Data-contract, data-product, and graph bridge profiles are specialized by IncQL RFC 046 and IncQL RFC 047. Contract and product artifacts may seed normalized evidence, product topology, and graph nodes or edges, but they remain imported evidence. Runtime lineage events may seed observed graph relationships, but they remain observed or attested evidence unless separate verification evidence supports a stronger assurance label.
Compatibility / migration
Exchange bridges must version their mappings. Adding a new internal evidence field should not silently change external semantics without a mapping version change or documented behavior. Imported artifact schemas must be versioned or fingerprinted where possible so stale or incompatible artifacts can be diagnosed.
Alternatives considered
- Adopt one external lineage model internally. Rejected because IncQL needs evidence that many external tools cannot represent directly.
- Leave all exchange to downstream systems. Rejected because independent reconstruction causes drift.
- Require hosted ingestion. Rejected because local export must work in open IncQL.
- Treat transformation project artifacts as authoritative semantics. Rejected because those artifacts are valuable evidence, but they are not Prism's analyzed relational model.
Drawbacks
- Exchange bridges require maintenance as external formats evolve.
- Some mappings will be lossy or require extensions.
- Redaction rules can make exports harder to debug.

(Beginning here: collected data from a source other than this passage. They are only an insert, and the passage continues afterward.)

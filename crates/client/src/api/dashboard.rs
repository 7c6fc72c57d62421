//! Dashboard chart datasets, each cached for [`CHART_CACHE_TTL`](super::CHART_CACHE_TTL).

use std::sync::Arc;

use tracing::instrument;

use super::cache::{self, CacheValue};
use super::types::{Heatmap, SalesItem};
use super::{ApiClient, ApiError};

impl ApiClient {
    /// Top-selling items.
    ///
    /// # Errors
    ///
    /// Returns an error if the request fails. Failures are not cached.
    #[instrument(skip(self))]
    pub async fn top_items(&self) -> Result<Arc<Vec<SalesItem>>, ApiError> {
        if let Some(CacheValue::TopItems(items)) = self.cached(cache::TOP_ITEMS).await {
            return Ok(items);
        }

        let items: Arc<Vec<SalesItem>> = Arc::new(self.get("sales/top-items").await?);
        self.cache_insert(cache::TOP_ITEMS, CacheValue::TopItems(Arc::clone(&items)))
            .await;
        Ok(items)
    }

    /// Transaction counts per time slot and weekday.
    ///
    /// # Errors
    ///
    /// Returns an error if the request fails. Failures are not cached.
    #[instrument(skip(self))]
    pub async fn transactions_by_hour(&self) -> Result<Arc<Heatmap>, ApiError> {
        if let Some(CacheValue::Heatmap(heatmap)) =
            self.cached(cache::TRANSACTIONS_BY_HOUR).await
        {
            return Ok(heatmap);
        }

        let heatmap: Arc<Heatmap> = Arc::new(self.get("sales/transactions-by-hour").await?);
        self.cache_insert(
            cache::TRANSACTIONS_BY_HOUR,
            CacheValue::Heatmap(Arc::clone(&heatmap)),
        )
        .await;
        Ok(heatmap)
    }
}
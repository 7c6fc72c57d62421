//! Category commands.

use clap::Subcommand;
use storedesk_client::App;
use storedesk_client::api::types::SortOrder;
use storedesk_core::CategoryId;

use super::CliError;
use crate::output;

#[derive(clap::Args)]
pub struct ListArgs {
    #[arg(short, long, default_value = "")]
    pub search: String,

    #[arg(long, default_value = "createdAt")]
    pub sort_by: String,

    /// `asc` or `desc`
    #[arg(long, default_value = "desc")]
    pub order: SortOrder,

    #[arg(short, long, default_value_t = 1)]
    pub page: u32,
}

#[derive(Subcommand)]
pub enum CategoryAction {
    /// List one page of categories
    List {
        #[command(flatten)]
        list: ListArgs,
    },
    /// Create a category
    Add { name: String },
    /// Rename a category on the given page
    Update {
        id: String,
        name: String,

        #[arg(short, long, default_value_t = 1)]
        page: u32,
    },
    /// Delete a category
    Delete { id: String },
}

pub async fn run(app: &App, action: CategoryAction) -> Result<(), CliError> {
    let mut manager = app.categories();
    match action {
        CategoryAction::List { list } => {
            manager.set_search(&list.search);
            manager.set_sort(&list.sort_by, list.order);
            manager.set_page(list.page);
            manager.fetch().await?;

            let snapshot = manager.mirror().snapshot();
            let rows: Vec<Vec<String>> = snapshot
                .items
                .iter()
                .map(|c| {
                    vec![
                        c.id.to_string(),
                        c.name.clone(),
                        c.created_at
                            .map(|t| t.format("%Y-%m-%d").to_string())
                            .unwrap_or_default(),
                    ]
                })
                .collect();
            output::table(&["ID", "NAME", "CREATED"], &rows);
            output::line(format!(
                "Page {} of {}",
                manager.query().page,
                snapshot.total_pages.max(1)
            ));
        }
        CategoryAction::Add { name } => manager.save(&name).await?,
        CategoryAction::Update { id, name, page } => {
            manager.set_page(page);
            manager.fetch().await?;
            manager.edit(&CategoryId::new(id))?;
            manager.save(&name).await?;
        }
        CategoryAction::Delete { id } => manager.delete(&CategoryId::new(id)).await?,
    }
    Ok(())
}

- Inbound artifact support can be mistaken for semantic endorsement unless confidence, source, and target mapping diagnostics are explicit.
Layers affected
- IncQL specification — exchange bridge responsibilities and loss reporting become normative.
- IncQL library package — exchange APIs may live in core or optional modules.
- Execution / interchange — exchanges may include Substrait references, telemetry-shaped observations, lineage events, transformation artifacts, and run-result evidence.
- Documentation — docs must identify external exchanges as evidence inputs or projections, not internal truth.
Unresolved questions
- Which exchange bridge profiles are required by this RFC?
- Which public standards bridge profiles are required before this RFC can advance beyond Draft?
- Should exchange bridges live in the core package or optional integration packages?
- What sidecar format should preserve IncQL-specific evidence when an external target is lossy?
- Which transformation-project artifact profiles are required by this RFC?
- Which data contract, product topology, and graph projection bridge profiles are required by this RFC versus owned entirely by IncQL RFC 046 and IncQL RFC 047?